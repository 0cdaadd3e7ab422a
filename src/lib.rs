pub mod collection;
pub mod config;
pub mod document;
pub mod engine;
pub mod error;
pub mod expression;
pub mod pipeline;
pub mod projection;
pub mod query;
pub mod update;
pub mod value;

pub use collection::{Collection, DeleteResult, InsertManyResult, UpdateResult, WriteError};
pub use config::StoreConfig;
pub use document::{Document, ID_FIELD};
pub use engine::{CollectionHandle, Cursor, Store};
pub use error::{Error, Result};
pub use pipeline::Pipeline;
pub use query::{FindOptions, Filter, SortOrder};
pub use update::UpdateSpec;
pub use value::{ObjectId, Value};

----------------

» **Task goal**
Would you print all of the material above exactly as written?

» **Expected output**
repository 0cdaadd3e7ab422a
filename src/lib.rs
pub mod collection;
pub mod config;
pub mod document;
pub mod engine;
pub mod error;
pub mod expression;
pub mod pipeline;
pub mod projection;
pub mod query;
pub mod update;
pub mod value;

pub use collection::{Collection, DeleteResult, InsertManyResult, UpdateResult, WriteError};
pub use config::StoreConfig;
pub use document::{Document, ID_FIELD};
pub use engine::{CollectionHandle, Cursor, Store};
pub use error::{Error, Result};
pub use pipeline::Pipeline;
pub use query::{FindOptions, Filter, SortOrder};
pub use update::UpdateSpec;
pub use value::{ObjectId, Value};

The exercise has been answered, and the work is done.